SOURCE INFORMATION below:
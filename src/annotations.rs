// Copyright 2025 Smart Scheduler Team
//
// Licensed under the Apache License, Version 2.0 (the "License");
// you may not use this file except in compliance with the License.
// You may obtain a copy of the License at
//
//     http://www.apache.org/licenses/LICENSE-2.0
//
// Unless required by applicable law or agreed to in writing, software
// distributed under the License is distributed on an "AS IS" BASIS,
// WITHOUT WARRANTIES OR CONDITIONS OF ANY KIND, either express or implied.
// See the License for the specific language governing permissions and
// limitations under the License.

//! Annotation keys shared between the admission webhook and the controllers.

/// Strategy annotation read from the workload.
pub const SCHEDULE_STRATEGY: &str = "smart-scheduler.io/schedule-strategy";

/// Idempotency marker written to mutated pods.
pub const PROCESSED: &str = "smart-scheduler.io/processed";

/// The strategy string that was applied to the pod.
pub const STRATEGY_APPLIED: &str = "smart-scheduler.io/strategy-applied";

/// Group key of the rule chosen for the pod.
pub const PLACEMENT_RULE: &str = "smart-scheduler.io/placement-rule";

/// Set when the degraded (live-list) admission path ran.
pub const FALLBACK_MODE: &str = "smart-scheduler.io/fallback-mode";

/// Provenance annotations written to workloads by the policy translator.
pub const POLICY_NAME: &str = "smart-scheduler.io/policy-name";
pub const POLICY_PRIORITY: &str = "smart-scheduler.io/policy-priority";
pub const POLICY_APPLIED: &str = "smart-scheduler.io/policy-applied";
//! Scenario builder for setting up and running simulations.
//!
//! Nodes are named by index: index 0 is always the coordinator and every
//! later node joins under an earlier one. Actions and sends refer to
//! indices too and are translated to tree addresses at build time.

use nwkstack::{DiscoverRoute, Duration, NwkError, ShortAddr, Timestamp};

use crate::event::ScenarioAction;
use crate::metrics::SimulationResult;
use crate::sim::{Simulator, DEFAULT_TREE};
use crate::topology::{Link, Topology};

#[derive(Debug, Clone, Copy)]
enum NodeSpec {
    Router { parent: usize },
    EndDevice { parent: usize, rx_on_when_idle: bool },
}

/// Destination of a planned send.
#[derive(Debug, Clone, Copy)]
pub enum Target {
    /// Another node, by index.
    Node(usize),
    /// A raw NWK address, e.g. a broadcast address.
    Addr(ShortAddr),
}

#[derive(Debug, Clone)]
struct PlannedSend {
    time: Timestamp,
    from: usize,
    target: Target,
    payload: Vec<u8>,
    discover_route: DiscoverRoute,
}

/// Builder for simulation scenarios.
pub struct ScenarioBuilder {
    seed: u64,
    tree: (u8, u8, u8),
    nodes: Vec<NodeSpec>,
    /// Extra radio links between non-tree neighbors.
    links: Vec<(usize, usize)>,
    loss_rate: f64,
    delay: Duration,
    /// Actions with node indices in place of addresses.
    actions: Vec<(Timestamp, ScenarioAction)>,
    sends: Vec<PlannedSend>,
    snapshot_interval: Option<Duration>,
}

impl Default for ScenarioBuilder {
    fn default() -> Self {
        Self::new()
    }
}

impl ScenarioBuilder {
    /// A scenario holding only the coordinator.
    pub fn new() -> Self {
        Self {
            seed: 42,
            tree: DEFAULT_TREE,
            nodes: Vec::new(),
            links: Vec::new(),
            loss_rate: 0.0,
            delay: Link::default().delay,
            actions: Vec::new(),
            sends: Vec::new(),
            snapshot_interval: None,
        }
    }

    pub fn with_seed(mut self, seed: u64) -> Self {
        self.seed = seed;
        self
    }

    pub fn with_tree(mut self, max_routers: u8, max_children: u8, max_depth: u8) -> Self {
        self.tree = (max_routers, max_children, max_depth);
        self
    }

    /// Add a router under node `parent`. Its index is the number of nodes
    /// added before it plus one.
    pub fn router(mut self, parent: usize) -> Self {
        self.nodes.push(NodeSpec::Router { parent });
        self
    }

    /// Add an end device under node `parent`.
    pub fn end_device(mut self, parent: usize, rx_on_when_idle: bool) -> Self {
        self.nodes.push(NodeSpec::EndDevice {
            parent,
            rx_on_when_idle,
        });
        self
    }

    /// Put two nodes in radio range outside the tree.
    pub fn link(mut self, a: usize, b: usize) -> Self {
        self.links.push((a, b));
        self
    }

    pub fn with_loss_rate(mut self, rate: f64) -> Self {
        self.loss_rate = rate.clamp(0.0, 1.0);
        self
    }

    pub fn with_delay(mut self, delay: Duration) -> Self {
        self.delay = delay;
        self
    }

    pub fn with_snapshot_interval(mut self, interval: Duration) -> Self {
        self.snapshot_interval = Some(interval);
        self
    }

    /// Schedule an action. Address fields hold node indices.
    pub fn schedule(mut self, time: Timestamp, action: ScenarioAction) -> Self {
        self.actions.push((time, action));
        self
    }

    /// Schedule an upper-layer send from node `from`.
    pub fn send_at(
        mut self,
        time: Timestamp,
        from: usize,
        target: Target,
        payload: &[u8],
        discover_route: DiscoverRoute,
    ) -> Self {
        self.sends.push(PlannedSend {
            time,
            from,
            target,
            payload: payload.to_vec(),
            discover_route,
        });
        self
    }

    /// Build the simulator. Returns it with the address of every node by
    /// index.
    pub fn build(self) -> Result<(Simulator, Vec<ShortAddr>), NwkError> {
        let (max_routers, max_children, max_depth) = self.tree;
        let default_link = Link::new()
            .with_loss_rate(self.loss_rate)
            .with_delay(self.delay);
        let mut sim = Simulator::new(self.seed)
            .with_tree(max_routers, max_children, max_depth)
            .with_topology(Topology::new().with_default_link(default_link));
        if let Some(interval) = self.snapshot_interval {
            sim = sim.with_snapshot_interval(interval);
        }

        let mut addrs = vec![sim.add_coordinator()?];
        for spec in &self.nodes {
            let addr = match *spec {
                NodeSpec::Router { parent } => sim.add_router(index_to_addr(&addrs, parent)?)?,
                NodeSpec::EndDevice {
                    parent,
                    rx_on_when_idle,
                } => sim.add_end_device(index_to_addr(&addrs, parent)?, rx_on_when_idle)?,
            };
            addrs.push(addr);
        }

        for &(a, b) in &self.links {
            sim.add_radio_link(index_to_addr(&addrs, a)?, index_to_addr(&addrs, b)?)?;
        }

        for (time, action) in self.actions {
            sim.schedule_action(time, resolve_action(&addrs, action)?);
        }

        for send in self.sends {
            let dest = match send.target {
                Target::Node(index) => index_to_addr(&addrs, index)?,
                Target::Addr(addr) => addr,
            };
            sim.schedule_send(
                send.time,
                index_to_addr(&addrs, send.from)?,
                dest,
                &send.payload,
                send.discover_route,
            );
        }

        Ok((sim, addrs))
    }

    /// Build and run the simulation for the specified duration.
    pub fn run_for(self, duration: Duration) -> Result<SimulationResult, NwkError> {
        let (mut sim, _) = self.build()?;
        Ok(sim.run_for(duration))
    }

    /// Build and run until the specified time.
    pub fn run_until(self, time: Timestamp) -> Result<SimulationResult, NwkError> {
        let (mut sim, _) = self.build()?;
        Ok(sim.run_until(time))
    }
}

/// Coordinator with `routers` routers directly under it.
pub fn star_scenario(routers: usize) -> ScenarioBuilder {
    (0..routers).fold(ScenarioBuilder::new(), |b, _| b.router(0))
}

/// Coordinator followed by `hops` routers, each the child of the previous.
pub fn chain_scenario(hops: usize) -> ScenarioBuilder {
    (0..hops).fold(ScenarioBuilder::new(), |b, i| b.router(i))
}

fn index_to_addr(addrs: &[ShortAddr], index: usize) -> Result<ShortAddr, NwkError> {
    addrs.get(index).copied().ok_or(NwkError::InvalidRequest)
}

fn resolve_action(addrs: &[ShortAddr], action: ScenarioAction) -> Result<ScenarioAction, NwkError> {
    let addr = |index: ShortAddr| index_to_addr(addrs, usize::from(index));
    Ok(match action {
        ScenarioAction::Partition { groups } => ScenarioAction::Partition {
            groups: groups
                .into_iter()
                .map(|g| g.into_iter().map(addr).collect::<Result<Vec<_>, _>>())
                .collect::<Result<Vec<_>, _>>()?,
        },
        ScenarioAction::DisableLink { a, b } => ScenarioAction::DisableLink {
            a: addr(a)?,
            b: addr(b)?,
        },
        ScenarioAction::EnableLink { a, b } => ScenarioAction::EnableLink {
            a: addr(a)?,
            b: addr(b)?,
        },
        ScenarioAction::SetLossRate { a, b, rate } => ScenarioAction::SetLossRate {
            a: addr(a)?,
            b: addr(b)?,
            rate,
        },
        ScenarioAction::InstallRoute {
            node,
            dest,
            next_hop,
        } => ScenarioAction::InstallRoute {
            node: addr(node)?,
            dest: addr(dest)?,
            next_hop: addr(next_hop)?,
        },
        other @ (ScenarioAction::HealPartition | ScenarioAction::TakeSnapshot) => other,
    })
}
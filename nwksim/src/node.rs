//! SimNode wrapper for simulated nwkstack nodes.

use std::cell::Cell;
use std::future::{ready, Ready};
use std::sync::{Arc, Mutex};

use embassy_sync::channel::Channel;
use nwkstack::debug::{DebugEmitter, DebugEvent};
use nwkstack::neighbor::NeighborEntry;
use nwkstack::traits::test_impls::MockRandom;
use nwkstack::traits::MacInChannel;
use nwkstack::{
    Clock, DataIndication, DataRequest, DefaultConfig, DiscoverRoute, Duration, Event, ExtAddr,
    FrameBuf, Indication, Mac, MacDataIndication, MacDataRequest, MacStatus, NibConfig, Nwk,
    NwkError, NwkStatus, PanId, ShortAddr, Timestamp,
};

/// PAN every simulated network runs on.
pub const SIM_PAN_ID: PanId = 0x1a62;

/// Link layer for simulation. Transmit requests are collected and moved
/// onto links by the simulator.
pub struct SimMac {
    pan_id: PanId,
    ext_addr: ExtAddr,
    mtu: usize,
    sent: Vec<(MacDataRequest, FrameBuf)>,
    incoming: MacInChannel,
}

impl SimMac {
    pub fn new(pan_id: PanId, ext_addr: ExtAddr) -> Self {
        Self {
            pan_id,
            ext_addr,
            mtu: nwkstack::types::DEFAULT_MTU,
            sent: Vec::new(),
            incoming: Channel::new(),
        }
    }

    pub fn with_mtu(mut self, mtu: usize) -> Self {
        self.mtu = mtu;
        self
    }

    /// Take all transmit requests issued since the last call.
    pub fn take_sent(&mut self) -> Vec<(MacDataRequest, FrameBuf)> {
        std::mem::take(&mut self.sent)
    }
}

impl Mac for SimMac {
    fn mtu(&self) -> usize {
        self.mtu
    }

    fn pan_id(&self) -> PanId {
        self.pan_id
    }

    fn ext_addr(&self) -> ExtAddr {
        self.ext_addr
    }

    fn data_request(&mut self, req: MacDataRequest, frame: FrameBuf) {
        self.sent.push((req, frame));
    }

    fn incoming(&self) -> &MacInChannel {
        &self.incoming
    }
}

/// Mock clock for simulation.
///
/// Time is controlled externally by the simulator.
pub struct SimClock {
    current: Cell<Timestamp>,
}

impl SimClock {
    pub fn new() -> Self {
        Self::at(Timestamp::ZERO)
    }

    pub fn at(time: Timestamp) -> Self {
        Self {
            current: Cell::new(time),
        }
    }

    pub fn set(&self, time: Timestamp) {
        self.current.set(time);
    }

    pub fn advance(&self, duration: Duration) {
        self.current.set(self.current.get() + duration);
    }
}

impl Default for SimClock {
    fn default() -> Self {
        Self::new()
    }
}

impl Clock for SimClock {
    type SleepFuture<'a> = Ready<()>;

    fn now(&self) -> Timestamp {
        self.current.get()
    }

    fn sleep_until(&self, _time: Timestamp) -> Self::SleepFuture<'_> {
        ready(())
    }
}

/// Collects a node's debug events for later inspection.
#[derive(Clone, Default)]
struct DebugLog(Arc<Mutex<Vec<DebugEvent>>>);

impl DebugEmitter for DebugLog {
    fn emit(&mut self, event: DebugEvent) {
        if let Ok(mut events) = self.0.lock() {
            events.push(event);
        }
    }
}

/// Type alias for simulated nodes.
pub type SimNodeInner = Nwk<SimMac, MockRandom, SimClock, DefaultConfig>;

/// Wrapper around an nwkstack engine for simulation.
///
/// After every handler call the node's upper-layer and event channels are
/// drained into plain vectors so scenarios can inspect them afterwards.
pub struct SimNode {
    inner: SimNodeInner,
    debug: DebugLog,
    /// Data indications delivered to the layer above.
    pub received: Vec<DataIndication>,
    /// Confirms as (handle, status), in arrival order.
    pub confirms: Vec<(u8, NwkStatus)>,
    /// Protocol events raised by the engine.
    pub events: Vec<Event>,
    next_handle: u8,
    /// When the node was created.
    pub created_at: Timestamp,
}

impl SimNode {
    /// Create an unjoined node. `seed` fixes both the extended address and
    /// the broadcast jitter sequence.
    pub fn new(config: NibConfig, seed: u64, created_at: Timestamp) -> Self {
        let mac = SimMac::new(SIM_PAN_ID, 0x00124b0000000000 | seed);
        let random = MockRandom::with_seed(seed);
        let clock = SimClock::at(created_at);
        let mut inner = Nwk::new(mac, random, clock, config);

        let debug = DebugLog::default();
        inner.set_debug_emitter(Box::new(debug.clone()));

        Self {
            inner,
            debug,
            received: Vec::new(),
            confirms: Vec::new(),
            events: Vec::new(),
            next_handle: 0,
            created_at,
        }
    }

    pub fn short_addr(&self) -> ShortAddr {
        self.inner.short_addr()
    }

    pub fn ext_addr(&self) -> ExtAddr {
        self.inner.mac().ext_addr()
    }

    /// Get a reference to the inner node.
    pub fn inner(&self) -> &SimNodeInner {
        &self.inner
    }

    /// Get a mutable reference to the inner node.
    pub fn inner_mut(&mut self) -> &mut SimNodeInner {
        &mut self.inner
    }

    pub fn form_network(&mut self, now: Timestamp) -> Result<(), NwkError> {
        self.inner.clock().set(now);
        self.inner.form_network(now)
    }

    pub fn join_network(
        &mut self,
        parent: NeighborEntry,
        short_addr: ShortAddr,
        depth: u8,
        now: Timestamp,
    ) -> Result<(), NwkError> {
        self.inner.clock().set(now);
        self.inner.join_network(parent, short_addr, depth, now)
    }

    /// Handle a frame arriving over a link.
    pub fn handle_rx(&mut self, indication: MacDataIndication, frame: Vec<u8>, now: Timestamp) {
        // Update the clock so any code that reads clock.now() gets correct time
        self.inner.clock().set(now);
        self.inner
            .handle_mac_rx(indication, FrameBuf::from_vec(frame), now);
        self.drain();
    }

    pub fn handle_mac_confirm(&mut self, handle: Option<u8>, status: MacStatus, now: Timestamp) {
        self.inner.clock().set(now);
        self.inner.handle_mac_confirm(handle, status);
        self.drain();
    }

    /// Handle timer events.
    pub fn handle_timer(&mut self, now: Timestamp) {
        self.inner.clock().set(now);
        self.inner.handle_timer(now);
        self.drain();
    }

    /// Submit a data request from the layer above. Returns the handle its
    /// confirm will carry.
    pub fn app_send(
        &mut self,
        dest: ShortAddr,
        payload: &[u8],
        radius: u8,
        discover_route: DiscoverRoute,
        now: Timestamp,
    ) -> u8 {
        let handle = self.next_handle;
        self.next_handle = self.next_handle.wrapping_add(1);

        self.inner.clock().set(now);
        self.inner.handle_data_request(
            DataRequest {
                dest,
                radius,
                discover_route,
                handle,
                payload: FrameBuf::from_payload(payload),
            },
            now,
        );
        self.drain();
        handle
    }

    /// Install an active route and resubmit parked frames toward it.
    /// Returns how many frames went out.
    pub fn install_route(&mut self, dest: ShortAddr, next_hop: ShortAddr, now: Timestamp) -> usize {
        self.inner.clock().set(now);
        if self
            .inner
            .routing_table_mut()
            .add_route(dest, next_hop, nwkstack::RouteStatus::Active)
            .is_err()
        {
            return 0;
        }
        let sent = self.inner.send_pending();
        self.drain();
        sent
    }

    /// When the node next needs a timer call.
    pub fn next_wake(&self) -> Option<Timestamp> {
        self.inner.next_wake()
    }

    /// Take all outgoing transmit requests from the link layer.
    pub fn take_outgoing(&mut self) -> Vec<(MacDataRequest, FrameBuf)> {
        self.inner.mac_mut().take_sent()
    }

    /// Take all debug events recorded so far.
    pub fn take_debug_events(&self) -> Vec<DebugEvent> {
        match self.debug.0.lock() {
            Ok(mut events) => std::mem::take(&mut *events),
            Err(_) => Vec::new(),
        }
    }

    fn drain(&mut self) {
        while let Ok(indication) = self.inner.incoming().try_receive() {
            match indication {
                Indication::Data(data) => self.received.push(data),
                Indication::Confirm { handle, status } => self.confirms.push((handle, status)),
            }
        }
        while let Ok(event) = self.inner.events().try_receive() {
            self.events.push(event);
        }
    }
}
End of SOURCE INFORMATION.
YOUR INSTRUCTIONS
Only the lines from the first line of the records through the line containing "in writing, software" should be repeated, exactly as they appear.

TASK ANSWER
filename src/annotations.rs
// Copyright 2025 Smart Scheduler Team
//
// Licensed under the Apache License, Version 2.0 (the "License");
// you may not use this file except in compliance with the License.
// You may obtain a copy of the License at
//
//     http://www.apache.org/licenses/LICENSE-2.0
//
// Unless required by applicable law or agreed to in writing, software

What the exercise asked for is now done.